This week has seen car plant closures in Belgium and the UK, consolidation programmes, including a bail-out for Peugeot and GM/Opel, and a squeeze on the profits of all car manufacturers, including the relatively healthy VW. Bob Hancké takes stock of restructuring in the industry over the last two decades, and finds few reasons to be cheerful.

This is not the first time that the European car industry is facing a serious crisis which will end up in a restructuring wave. In the early 1990s, somewhat drugged by the economic boom following German unification, car manufacturers increased capacity significantly, by introducing extra shifts and constructing new plants. By 1993 it was estimated that surplus capacity in the industry would grow to 25 per cent by the early 2000s. Faced with that prospect, the large car companies closed several plants in the mid-1990s: Renault-Vilvoorde, near Brussels, made the headlines all over Europe, but the company’s factory in Portugal faced the same fate, and in quite a few plants production capacity was at an almost symbolic level, keeping only a few hundred instead of a few thousand staff. Opel sharply reduced capacity in its Belgian and UK plants. A few years later the Volkswagen plant in Brussels closed down, GM-Antwerp closed shop and now Ford-Genk.
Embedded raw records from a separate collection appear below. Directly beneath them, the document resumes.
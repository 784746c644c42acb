use std::path::PathBuf;

use anyhow::{Context, Result, bail};
use clap::Parser;
use game_core::game::find_path;
use game_core::{Action, DIRECTIONS, Game, GameConfig, GameRng, Pos, TileKind, TurnOutcome};
use serde::Serialize;

#[derive(Parser)]
#[command(author, version, about = "Plays a seeded game with a scripted player", long_about = None)]
struct Args {
    #[arg(short, long, default_value_t = 42)]
    seed: u64,
    /// Maximum number of player turns to play
    #[arg(short, long, default_value_t = 200)]
    turns: u32,
    /// Optional TOML file overriding the default configuration
    #[arg(short, long)]
    config: Option<PathBuf>,
    /// Print a JSON summary instead of the map and message log
    #[arg(long)]
    json: bool,
}

#[derive(Serialize)]
struct Summary {
    seed: u64,
    turns_played: u64,
    game_over: bool,
    player_hp: i32,
    player_max_hp: i32,
    inventory: Vec<String>,
    enemies_alive: usize,
    corpses: usize,
    explored_cells: usize,
    snapshot_hash: String,
    messages: Vec<String>,
}

/// Picks the scripted player's next action: melee an adjacent enemy, grab loot underfoot,
/// chase the nearest visible enemy, or wander.
fn choose_action(game: &Game, wander: &mut GameRng) -> Action {
    let world = game.world();
    let Some(me) = world.get(game.player()) else {
        return Action::Wait;
    };
    let here = me.pos;

    let nearest = world
        .living_actor_ids()
        .into_iter()
        .filter(|&id| id != game.player())
        .filter_map(|id| world.get(id).map(|entity| entity.pos))
        .filter(|&pos| world.map.is_visible(pos))
        .min_by_key(|&pos| (here.chebyshev(pos), pos.y, pos.x));

    if let Some(target) = nearest {
        if here.chebyshev(target) == 1 {
            return Action::Melee { dx: target.x - here.x, dy: target.y - here.y };
        }
    }
    if world.item_at(here).is_some() && me.as_actor().is_some_and(|a| !a.inventory.is_full()) {
        return Action::Pickup;
    }
    if let Some(target) = nearest {
        if let Some(step) = find_path(world, here, target).first() {
            return Action::Bump { dx: step.x - here.x, dy: step.y - here.y };
        }
    }
    let (dx, dy) = *wander.choose(&DIRECTIONS).unwrap_or(&(0, 0));
    Action::Bump { dx, dy }
}

fn render(game: &Game) -> String {
    let world = game.world();
    let map = &world.map;
    let mut rows: Vec<Vec<char>> = (0..map.height as i32)
        .map(|y| {
            (0..map.width as i32)
                .map(|x| {
                    let pos = Pos::new(x, y);
                    if !map.is_explored(pos) {
                        ' '
                    } else {
                        match map.tile_at(pos) {
                            TileKind::Wall => '#',
                            TileKind::Floor if map.is_visible(pos) => '.',
                            TileKind::Floor => ',',
                        }
                    }
                })
                .collect()
        })
        .collect();

    for (_, entity) in world.render_list() {
        if let Some(cell) = usize::try_from(entity.pos.y)
            .ok()
            .zip(usize::try_from(entity.pos.x).ok())
            .and_then(|(y, x)| rows.get_mut(y).and_then(|row| row.get_mut(x)))
        {
            *cell = entity.glyph;
        }
    }

    rows.into_iter().map(|row| row.into_iter().collect::<String>()).collect::<Vec<_>>().join("\n")
}

fn summarize(game: &Game) -> Result<Summary> {
    let world = game.world();
    let player = world.actor(game.player()).context("player entity vanished")?;
    let inventory = player
        .inventory
        .items()
        .iter()
        .filter_map(|&id| world.get(id).map(|entity| entity.name.clone()))
        .collect();

    Ok(Summary {
        seed: game.seed(),
        turns_played: game.turn(),
        game_over: game.is_game_over(),
        player_hp: player.fighter.hp(),
        player_max_hp: player.fighter.max_hp,
        inventory,
        enemies_alive: world.living_actor_ids().len() - usize::from(!game.is_game_over()),
        corpses: world.corpse_ids().len(),
        explored_cells: world.map.explored_count(),
        snapshot_hash: format!("{:016x}", game.snapshot_hash()),
        messages: game.log().messages().iter().map(|message| message.full_text()).collect(),
    })
}

fn main() -> Result<()> {
    env_logger::init();
    let args = Args::parse();

    let config = match &args.config {
        Some(path) => GameConfig::load(path)
            .with_context(|| format!("Failed to load config file: {}", path.display()))?,
        None => GameConfig::default(),
    };
    let mut game = Game::new(args.seed, config).context("Failed to start a new game")?;
    let mut wander = GameRng::seed_from_u64(args.seed ^ 0x5eed);

    for _ in 0..args.turns {
        let action = choose_action(&game, &mut wander);
        match game.play_turn(action) {
            Ok(TurnOutcome::GameOver) => break,
            Ok(TurnOutcome::Acted | TurnOutcome::Rejected(_)) => {}
            Err(err) => bail!("turn {} failed on {action:?}: {err}", game.turn()),
        }
    }

    let summary = summarize(&game)?;
    if args.json {
        println!("{}", serde_json::to_string_pretty(&summary)?);
        return Ok(());
    }

    println!("{}", render(&game));
    println!();
    for message in &summary.messages {
        println!("{message}");
    }
    println!();
    println!(
        "Seed {} | Turn {} | HP {}/{} | Enemies {} | Hash {}",
        summary.seed,
        summary.turns_played,
        summary.player_hp,
        summary.player_max_hp,
        summary.enemies_alive,
        summary.snapshot_hash
    );
    Ok(())
}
Credit: BIS Creative Commons: BY ND

There are two interesting things going on here. One is the unmistakable demise of Belgium’s car industry. Only a generation ago, Belgium produced more cars per head than any other country in the world, in five large plants (Ford, VW, Opel, Volvo and Renault all had operations in the country’s) with a combined output of about 1.5 million cars. By the end of 2014, only Volvo will have a working assembly plant left. The workforce in the Belgian car industry fell, in these two and a half decades until 2014, from about 40,000 in the car factories (and about the same in the local supply industry) to less than 15,000, including suppliers. Belgium, dubbed the Detroit of Europe in the early 1990s, will soon produce almost no cars anymore. In its place, new factories and restructured brownfield sites emerged in Central Europe: the events in Berlin, Prague and Budapest in 1989 sealed the industry’s fate in Belgium. The combination of relatively low wages, relatively high skills and rapidly increasing productivity was unbeatable.
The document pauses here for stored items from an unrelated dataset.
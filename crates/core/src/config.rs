//! Numeric knobs read at level-generation and engine-construction time.

use std::fs;
use std::io;
use std::path::Path;

use serde::{Deserialize, Serialize};
use toml::de::Error as TomlError;

#[derive(Debug, thiserror::Error)]
pub enum ConfigError {
    #[error("failed to read config file: {0}")]
    Io(#[from] io::Error),

    #[error("failed to parse config: {0}")]
    Parse(#[from] TomlError),

    #[error("invalid config: {0}")]
    Invalid(String),
}

#[derive(Clone, Debug, PartialEq, Eq, Serialize, Deserialize)]
#[serde(default)]
pub struct GameConfig {
    pub screen_width: i32,
    pub screen_height: i32,
    pub map_width: i32,
    pub map_height: i32,

    pub room_min_size: i32,
    pub room_max_size: i32,
    pub max_rooms: u32,

    pub max_monsters_per_room: u32,
    pub max_items_per_room: u32,

    pub fov_radius: i32,
    pub inventory_capacity: usize,
}

impl Default for GameConfig {
    fn default() -> Self {
        Self {
            screen_width: 80,
            screen_height: 60,
            map_width: 80,
            map_height: 50,
            room_min_size: 6,
            room_max_size: 10,
            max_rooms: 30,
            max_monsters_per_room: 2,
            max_items_per_room: 2,
            fov_radius: 8,
            inventory_capacity: 26,
        }
    }
}

impl GameConfig {
    pub fn from_toml_str(text: &str) -> Result<Self, ConfigError> {
        let config: GameConfig = toml::from_str(text)?;
        config.validate()?;
        Ok(config)
    }

    pub fn load(path: impl AsRef<Path>) -> Result<Self, ConfigError> {
        let text = fs::read_to_string(path)?;
        Self::from_toml_str(&text)
    }

    pub fn validate(&self) -> Result<(), ConfigError> {
        if self.map_width <= 0 || self.map_height <= 0 {
            return Err(ConfigError::Invalid(format!(
                "map dimensions must be positive, got {}x{}",
                self.map_width, self.map_height
            )));
        }
        if self.room_min_size < 3 {
            return Err(ConfigError::Invalid(format!(
                "room_min_size must be at least 3 to leave an interior, got {}",
                self.room_min_size
            )));
        }
        if self.room_min_size > self.room_max_size {
            return Err(ConfigError::Invalid(format!(
                "room_min_size ({}) exceeds room_max_size ({})",
                self.room_min_size, self.room_max_size
            )));
        }
        // Room origins are drawn from 0..=dimension - size - 1.
        if self.room_max_size >= self.map_width || self.room_max_size >= self.map_height {
            return Err(ConfigError::Invalid(format!(
                "room_max_size ({}) must be smaller than the map ({}x{})",
                self.room_max_size, self.map_width, self.map_height
            )));
        }
        let longest_side = self.map_width.max(self.map_height);
        if self.fov_radius < 0 || self.fov_radius > longest_side {
            return Err(ConfigError::Invalid(format!(
                "fov_radius must be within 0..={longest_side}, got {}",
                self.fov_radius
            )));
        }
        let smallest_interior = u64::from((self.room_min_size - 1).unsigned_abs()).pow(2);
        for (name, limit) in [
            ("max_monsters_per_room", self.max_monsters_per_room),
            ("max_items_per_room", self.max_items_per_room),
        ] {
            if u64::from(limit) > smallest_interior {
                return Err(ConfigError::Invalid(format!(
                    "{name} ({limit}) exceeds the {smallest_interior} interior cells of the \
                     smallest room"
                )));
            }
        }
        Ok(())
    }
}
The other is the proverbial dog that did not bark. Wages, skills and productivity in car plants in Germany are at almost exactly the same levels as in Belgium. In fact, the attempts at wage co-ordination by the European Metalworkers Federation assured that wages, adjusted for the level of productivity (but that has converged over the last two decades as a result of corporate restructuring), moved in tandem. Germany, however, has yet to witness its first plant closure. The reason is that, in the end, in the automotive industry, economics is only one of several things that matter in deciding where to produce what. German labour unions have a considerably more secure political position in the country’s car industry than unions elsewhere, and they are not afraid to use that to make sure that sharp reductions in capacity are concentrated outside the country and that the German workforce is shielded from competition emanating from plants east and west. That was what happened in the 1990s, when IG Metall was involved in negotiating collective agreements in which they conceded wage differentials and working time systems that would have been deemed non-negotiable only a few years earlier. Today, with the German automobile industry buoyant again, but with the need for restructuring nonetheless obvious to all, cuts will again be made outside Germany. Since the newer, highly productive plants in Central Europe are untouchable, the axe must fall elsewhere.
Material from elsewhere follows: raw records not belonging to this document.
//! Weighted shortest paths for pursuing actors.
//! Orthogonal steps cost 2 and diagonal steps 3, multiplied by the entered cell's cost. Walls are
//! impassable and cells holding a blocking entity cost 10 more, so pursuers route around crowds
//! while still treating them as passable.

use std::collections::{BTreeMap, BTreeSet};

use crate::state::World;
use crate::types::{DIRECTIONS, Pos};

const CARDINAL_COST: u32 = 2;
const DIAGONAL_COST: u32 = 3;
const BLOCKER_PENALTY: u32 = 10;

#[derive(Clone, Copy, Debug, PartialEq, Eq, PartialOrd, Ord)]
struct OpenNode {
    f: u32,
    h: u32,
    y: i32,
    x: i32,
}

/// Per-cell entry cost; zero means impassable.
pub(crate) fn cost_grid(world: &World) -> Vec<u32> {
    let map = &world.map;
    let mut costs = vec![0; map.width * map.height];
    for y in 0..map.height {
        for x in 0..map.width {
            let pos = Pos::new(x as i32, y as i32);
            if map.is_walkable(pos) {
                costs[y * map.width + x] = 1;
            }
        }
    }
    for (_, entity) in world.on_map() {
        if entity.blocks_movement && map.in_bounds(entity.pos) {
            let idx = (entity.pos.y as usize) * map.width + (entity.pos.x as usize);
            if costs[idx] > 0 {
                costs[idx] += BLOCKER_PENALTY;
            }
        }
    }
    costs
}

/// Steps from `start` (exclusive) to `goal` (inclusive). Empty when unreachable or already there.
pub fn find_path(world: &World, start: Pos, goal: Pos) -> Vec<Pos> {
    let costs = cost_grid(world);
    weighted_path(world.map.width, world.map.height, &costs, start, goal).unwrap_or_default()
}

/// Octile distance at the minimum cell cost; never overestimates.
fn heuristic(a: Pos, b: Pos) -> u32 {
    let dx = a.x.abs_diff(b.x);
    let dy = a.y.abs_diff(b.y);
    let diagonal = dx.min(dy);
    let straight = dx.max(dy) - diagonal;
    DIAGONAL_COST * diagonal + CARDINAL_COST * straight
}

fn weighted_path(
    width: usize,
    height: usize,
    costs: &[u32],
    start: Pos,
    goal: Pos,
) -> Option<Vec<Pos>> {
    let in_bounds = |pos: Pos| {
        pos.x >= 0 && pos.y >= 0 && (pos.x as usize) < width && (pos.y as usize) < height
    };
    let cost_at = |pos: Pos| costs[(pos.y as usize) * width + (pos.x as usize)];
    if !in_bounds(start) || !in_bounds(goal) || cost_at(goal) == 0 {
        return None;
    }
    if start == goal {
        return Some(Vec::new());
    }

    let mut open_set = BTreeSet::new();
    let mut g_score = BTreeMap::new();
    let mut came_from = BTreeMap::new();
    let h = heuristic(start, goal);
    open_set.insert(OpenNode { f: h, h, y: start.y, x: start.x });
    g_score.insert(start, 0_u32);

    while let Some(current) = open_set.pop_first() {
        let pos = Pos::new(current.x, current.y);
        if pos == goal {
            return Some(reconstruct_path(&came_from, start, goal));
        }
        let Some(&current_g) = g_score.get(&pos) else {
            continue;
        };
        if current.f > current_g + current.h {
            continue;
        }
        for (dx, dy) in DIRECTIONS {
            let next = pos.offset(dx, dy);
            if !in_bounds(next) {
                continue;
            }
            let cell_cost = cost_at(next);
            if cell_cost == 0 {
                continue;
            }
            let step = if dx != 0 && dy != 0 { DIAGONAL_COST } else { CARDINAL_COST };
            let tentative = current_g + step * cell_cost;
            if tentative < g_score.get(&next).copied().unwrap_or(u32::MAX) {
                came_from.insert(next, pos);
                g_score.insert(next, tentative);
                let h = heuristic(next, goal);
                open_set.insert(OpenNode { f: tentative + h, h, y: next.y, x: next.x });
            }
        }
    }
    None
}

fn reconstruct_path(came_from: &BTreeMap<Pos, Pos>, start: Pos, goal: Pos) -> Vec<Pos> {
    let mut path = vec![goal];
    let mut current = goal;
    while let Some(&previous) = came_from.get(&current) {
        if previous == start {
            break;
        }
        path.push(previous);
        current = previous;
    }
    path.reverse();
    path
}

#[cfg(test)]
mod tests {
    use super::*;
    use crate::content;
    use crate::state::Map;
    use crate::types::TileKind;

    fn path_cost(world: &World, start: Pos, path: &[Pos]) -> u32 {
        let costs = cost_grid(world);
        let mut previous = start;
        let mut total = 0;
        for &pos in path {
            let diagonal = pos.x != previous.x && pos.y != previous.y;
            let step = if diagonal { DIAGONAL_COST } else { CARDINAL_COST };
            total += step * costs[(pos.y as usize) * world.map.width + pos.x as usize];
            previous = pos;
        }
        total
    }

    #[test]
    fn straight_corridor_path_excludes_start_and_ends_at_goal() {
        let world = World::new(Map::new(10, 5));
        let path = find_path(&world, Pos::new(1, 2), Pos::new(5, 2));
        assert_eq!(path, vec![Pos::new(2, 2), Pos::new(3, 2), Pos::new(4, 2), Pos::new(5, 2)]);
    }

    #[test]
    fn unreachable_goal_yields_empty_path() {
        let mut map = Map::new(10, 5);
        for y in 0..5 {
            map.set_tile(Pos::new(5, y), TileKind::Wall);
        }
        let world = World::new(map);
        assert!(find_path(&world, Pos::new(2, 2), Pos::new(7, 2)).is_empty());
        assert!(find_path(&world, Pos::new(2, 2), Pos::new(2, 2)).is_empty());
    }

    #[test]
    fn path_detours_around_blocking_actor_when_cheaper() {
        let mut world = World::new(Map::new(9, 5));
        world.spawn(content::ORC.create(Pos::new(4, 2)));

        let path = find_path(&world, Pos::new(2, 2), Pos::new(6, 2));

        assert!(!path.contains(&Pos::new(4, 2)), "path {path:?} should avoid the orc");
        assert_eq!(path.last(), Some(&Pos::new(6, 2)));
        assert_eq!(path_cost(&world, Pos::new(2, 2), &path), 2 + 3 + 3 + 2);
    }

    #[test]
    fn crowd_in_one_wide_corridor_is_still_passable() {
        let mut world = World::new(Map::new(9, 3));
        world.spawn(content::ORC.create(Pos::new(4, 1)));

        let path = find_path(&world, Pos::new(2, 1), Pos::new(6, 1));

        assert_eq!(path.len(), 4);
        assert!(path.contains(&Pos::new(4, 1)));
    }

    #[test]
    fn diagonal_moves_are_used_when_cheaper() {
        let world = World::new(Map::new(10, 10));
        let path = find_path(&world, Pos::new(1, 1), Pos::new(4, 4));
        assert_eq!(path.len(), 3);
        assert_eq!(path_cost(&world, Pos::new(1, 1), &path), 9);
    }
}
This is undoubtedly not the last bit of bad news that we will hear from the European car industry, neither this year nor in the more distant future. The sector suffers not from bad performance so much as from excessive fragmentation. There are still six mass producers and three more or less independent luxury car producers on the continent. The US has two left, Japan three, and the rest of the world another two combined. More weeding out is therefore almost impossible to avoid. The management dogma in the industry is that, more than ever, size matters — hence the move by traditional German luxury producers such as Mercedes and BMW into all car market segments, large and small. And hence also the takeovers and joint ventures that companies such as VW, Renault, Peugeot and GM have pursued. If you’re working in the car industry, fasten your seat belts. It’s going to be a rough ride.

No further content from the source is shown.